=== Work order ===
Scan the entries for the word "pending" and report how many lines contain it, as a number with no other words.

=== Material for the task ===
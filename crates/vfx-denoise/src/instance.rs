//! Filter instances.
//!
//! One [`DenoiseInstance`] exists per filtered source. Two threads touch it:
//! the host's render thread calls [`video_render`](DenoiseInstance::video_render)
//! every frame, and a pool worker runs provider switches requested by
//! [`update`](DenoiseInstance::update). They meet at the provider mutex,
//! which guards the current backend.
//!
//! A switch loads the new backend before unloading the old one, so vendor
//! SDK state shared between them survives the swap. While a switch runs
//! the ready flag is clear and every frame passes through unfiltered.

use std::panic::{self, AssertUnwindSafe};
use std::sync::atomic::{AtomicBool, AtomicU32, Ordering};
use std::sync::{Arc, Mutex, MutexGuard};
use std::time::Duration;

use tracing::{debug, error, info, trace, warn};
use vfx_gpu::{CaptureState, ContextScope, GraphicsDevice, Size, TextureDesc, TextureFormat};

use crate::backend::Backend;
use crate::factory::FilterFactory;
use crate::host::{Effect, FilterSource, DRAW_TECHNIQUE};
use crate::sdk::SharedSdk;
use crate::settings::{self, SettingsStore};
use crate::switch::{Request, SwitchSlot};
use crate::{DenoiseResult, ProviderId};

/// Observable lifecycle of an instance.
#[derive(Debug, Clone, Copy, PartialEq, Eq)]
pub enum InstanceState {
    /// No provider requested yet.
    Uninitialized,
    /// A provider switch is queued or running; frames pass through.
    Switching,
    /// Frames are denoised by this provider.
    Ready(ProviderId),
    /// The last switch could not load this provider; frames pass through
    /// until a later switch succeeds.
    Failed(ProviderId),
    /// Destroyed.
    Unloaded,
}

// =============================================================================
// Shared state
// =============================================================================

/// State shared between the instance and its switch jobs.
struct Shared<G: GraphicsDevice> {
    device: Arc<G>,
    sdk: Arc<SharedSdk>,
    /// The provider mutex.
    backend: Mutex<Option<Backend<G>>>,
    /// Set only while `backend` holds a fully loaded backend.
    ready: AtomicBool,
    slot: SwitchSlot,
}

impl<G: GraphicsDevice> Shared<G> {
    /// Run switches until the slot is empty.
    fn drain(&self) {
        while let Some(target) = self.slot.begin() {
            let loaded = panic::catch_unwind(AssertUnwindSafe(|| self.switch_provider(target)))
                .unwrap_or_else(|_| {
                    error!(provider = %target, "provider switch panicked");
                    false
                });
            self.slot.finish(target, loaded);
        }
    }

    /// Replace the current backend with a freshly loaded `target`.
    fn switch_provider(&self, target: ProviderId) -> bool {
        let mut current = lock(&self.backend);
        if self.slot.snapshot().closed {
            debug!(provider = %target, "instance destroyed, switch dropped");
            return false;
        }

        self.ready.store(false, Ordering::Release);

        let next = Backend::create(target, Arc::clone(&self.device), Arc::clone(&self.sdk))
            .and_then(|mut backend| backend.load().map(|()| backend));
        let next = match next {
            Ok(backend) => backend,
            Err(e) => {
                error!(provider = %target, error = %e, "failed to load denoise provider");
                return false;
            }
        };

        if let Some(mut prev) = current.take() {
            if let Err(e) = prev.unload() {
                error!(provider = %prev.provider(), error = %e, "failed to unload previous provider");
            }
        }
        *current = Some(next);
        self.ready.store(true, Ordering::Release);

        info!(provider = %target, "denoise provider ready");
        true
    }
}

/// Render-thread resources.
struct RenderState<G: GraphicsDevice> {
    /// Capture surface of the upstream frame; 1x1 between frames.
    input: Option<G::Texture>,
    /// Last surface returned by the backend.
    output: Option<G::Texture>,
}

// =============================================================================
// DenoiseInstance
// =============================================================================

/// A denoise filter attached to one source.
pub struct DenoiseInstance<G: GraphicsDevice> {
    shared: Arc<Shared<G>>,
    render: Mutex<RenderState<G>>,
    width: AtomicU32,
    height: AtomicU32,
    factory: Arc<FilterFactory>,
}

impl<G: GraphicsDevice> DenoiseInstance<G> {
    pub(crate) fn new(factory: Arc<FilterFactory>, device: Arc<G>) -> DenoiseResult<Self> {
        let input = {
            let _gfx = ContextScope::enter(&*device)?;
            device.create_texture(&TextureDesc::render_target(Size::ONE))?
        };

        Ok(Self {
            shared: Arc::new(Shared {
                device,
                sdk: factory.sdk(),
                backend: Mutex::new(None),
                ready: AtomicBool::new(false),
                slot: SwitchSlot::new(),
            }),
            render: Mutex::new(RenderState {
                input: Some(input),
                output: None,
            }),
            width: AtomicU32::new(1),
            height: AtomicU32::new(1),
            factory,
        })
    }

    /// Apply new settings. A provider change is scheduled, never awaited.
    pub fn update(&self, settings: &dyn SettingsStore) {
        let requested = match settings::provider(settings) {
            Ok(provider) => provider,
            Err(e) => {
                error!(error = %e, "ignoring settings update");
                return;
            }
        };
        let Some(target) = self.factory.registry().resolve(requested) else {
            warn!(provider = %requested, "no denoise provider available");
            return;
        };

        match self.shared.slot.request(target) {
            Request::Spawn => {
                let shared = Arc::clone(&self.shared);
                self.factory.pool().spawn(move || shared.drain());
                debug!(provider = %target, "provider switch scheduled");
            }
            Request::Queued => debug!(provider = %target, "pending provider switch replaced"),
            Request::Cancelled => debug!(provider = %target, "pending provider switch cancelled"),
            Request::Unchanged | Request::Closed => {}
        }
    }

    /// Settings loaded from a saved scene.
    pub fn load(&self, settings: &dyn SettingsStore) {
        self.update(settings);
    }

    pub fn state(&self) -> InstanceState {
        let slot = self.shared.slot.snapshot();
        if slot.closed {
            return InstanceState::Unloaded;
        }
        if slot.is_switching() {
            return InstanceState::Switching;
        }
        if self.shared.ready.load(Ordering::Acquire) {
            if let Some(provider) = slot.current {
                return InstanceState::Ready(provider);
            }
        }
        match slot.failed {
            Some(provider) => InstanceState::Failed(provider),
            None => InstanceState::Uninitialized,
        }
    }

    /// Provider currently denoising frames.
    pub fn provider(&self) -> Option<ProviderId> {
        match self.state() {
            InstanceState::Ready(provider) => Some(provider),
            _ => None,
        }
    }

    /// Wait for scheduled switches to finish. Returns `false` on timeout.
    pub fn wait_idle(&self, timeout: Duration) -> bool {
        self.shared.slot.wait_idle(timeout)
    }

    /// Negotiated output width.
    pub fn get_width(&self) -> u32 {
        self.width.load(Ordering::Acquire)
    }

    /// Negotiated output height.
    pub fn get_height(&self) -> u32 {
        self.height.load(Ordering::Acquire)
    }

    pub fn video_tick(&self, _seconds: f32) {}

    /// Render one frame, or tell the host to skip the filter.
    pub fn video_render<S, E>(&self, source: &S, effect: &mut E)
    where
        S: FilterSource<G> + ?Sized,
        E: Effect<G::Texture> + ?Sized,
    {
        let frame = match self.process_frame(source) {
            Ok(Some(frame)) => frame,
            Ok(None) => {
                source.skip_video_filter();
                return;
            }
            Err(e) => {
                error!(error = %e, "denoising failed, skipping frame");
                source.skip_video_filter();
                return;
            }
        };

        let (output, size) = frame;
        let device = &*self.shared.device;
        effect.set_image(&output, device.linear_srgb());
        while effect.next_pass(DRAW_TECHNIQUE) {
            device.draw_sprite(&output, size);
        }
    }

    /// Destroy the instance, unloading its provider on this thread.
    pub fn destroy(self) {
        drop(self);
    }

    fn process_frame<S>(&self, source: &S) -> DenoiseResult<Option<(G::Texture, Size)>>
    where
        S: FilterSource<G> + ?Sized,
    {
        let Some((width, height)) = source.target_size() else {
            return Ok(None);
        };
        let upstream = Size::new(width, height);
        if upstream.is_empty() || !self.shared.ready.load(Ordering::Acquire) {
            trace!(%upstream, "not ready, passing through");
            return Ok(None);
        }

        let mut render = lock(&self.render);
        let result = self.process_locked(source, &mut render, upstream);
        self.reset_input(&mut render);

        if let Ok(Some((output, _))) = &result {
            render.output = Some(output.clone());
        }
        result
    }

    /// Negotiate, capture and denoise under the provider mutex.
    fn process_locked<S>(
        &self,
        source: &S,
        render: &mut RenderState<G>,
        upstream: Size,
    ) -> DenoiseResult<Option<(G::Texture, Size)>>
    where
        S: FilterSource<G> + ?Sized,
    {
        let mut current = lock(&self.shared.backend);
        if !self.shared.ready.load(Ordering::Acquire) {
            return Ok(None);
        }
        let Some(backend) = current.as_mut() else {
            return Ok(None);
        };

        let size = backend.negotiate_size(upstream);
        self.width.store(size.width, Ordering::Release);
        self.height.store(size.height, Ordering::Release);

        if !source.process_filter_begin(TextureFormat::Rgba8Unorm, true) {
            return Ok(None);
        }
        let input = self.capture(source, render, size)?;
        let output = backend.process(&input, size)?;
        Ok(Some((output, size)))
    }

    /// Draw the upstream into the capture surface at `size`.
    fn capture<S>(&self, source: &S, render: &mut RenderState<G>, size: Size) -> DenoiseResult<G::Texture>
    where
        S: FilterSource<G> + ?Sized,
    {
        let device = &*self.shared.device;
        let input = match render.input.take() {
            Some(texture) if device.texture_size(&texture) == size => texture,
            _ => device.create_texture(&TextureDesc::render_target(size))?,
        };
        render.input = Some(input.clone());

        device.push_render_target(&input)?;
        device.clear([0.0; 4]);
        device.push_blend_state();
        device.set_capture_state(CaptureState::default());

        let srgb = device.framebuffer_srgb();
        device.set_framebuffer_srgb(device.linear_srgb());
        source.process_filter_end(size);
        device.set_framebuffer_srgb(srgb);

        device.pop_blend_state();
        device.pop_render_target();
        Ok(input)
    }

    /// Shrink the capture surface back to 1x1.
    fn reset_input(&self, render: &mut RenderState<G>) {
        let device = &*self.shared.device;
        if render
            .input
            .as_ref()
            .is_some_and(|t| device.texture_size(t) == Size::ONE)
        {
            return;
        }
        match device.create_texture(&TextureDesc::render_target(Size::ONE)) {
            Ok(texture) => render.input = Some(texture),
            Err(e) => {
                render.input = None;
                warn!(error = %e, "failed to reset capture surface");
            }
        }
    }
}

impl<G: GraphicsDevice> Drop for DenoiseInstance<G> {
    fn drop(&mut self) {
        self.shared.slot.close();

        {
            let mut current = lock(&self.shared.backend);
            self.shared.ready.store(false, Ordering::Release);
            if let Some(mut backend) = current.take() {
                if let Err(e) = backend.unload() {
                    error!(provider = %backend.provider(), error = %e, "failed to unload provider on destroy");
                }
            }
        }

        let device = &*self.shared.device;
        let _gfx = ContextScope::enter(device)
            .map_err(|e| warn!(error = %e, "graphics context unavailable on destroy"))
            .ok();
        let mut render = lock(&self.render);
        render.input = None;
        render.output = None;
        debug!("denoise instance destroyed");
    }
}

impl<G: GraphicsDevice> std::fmt::Debug for DenoiseInstance<G> {
    fn fmt(&self, f: &mut std::fmt::Formatter<'_>) -> std::fmt::Result {
        f.debug_struct("DenoiseInstance")
            .field("state", &self.state())
            .field("width", &self.get_width())
            .field("height", &self.get_height())
            .finish()
    }
}

fn lock<T>(m: &Mutex<T>) -> MutexGuard<'_, T> {
    m.lock().unwrap_or_else(|e| e.into_inner())
}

=== Answer section ===
2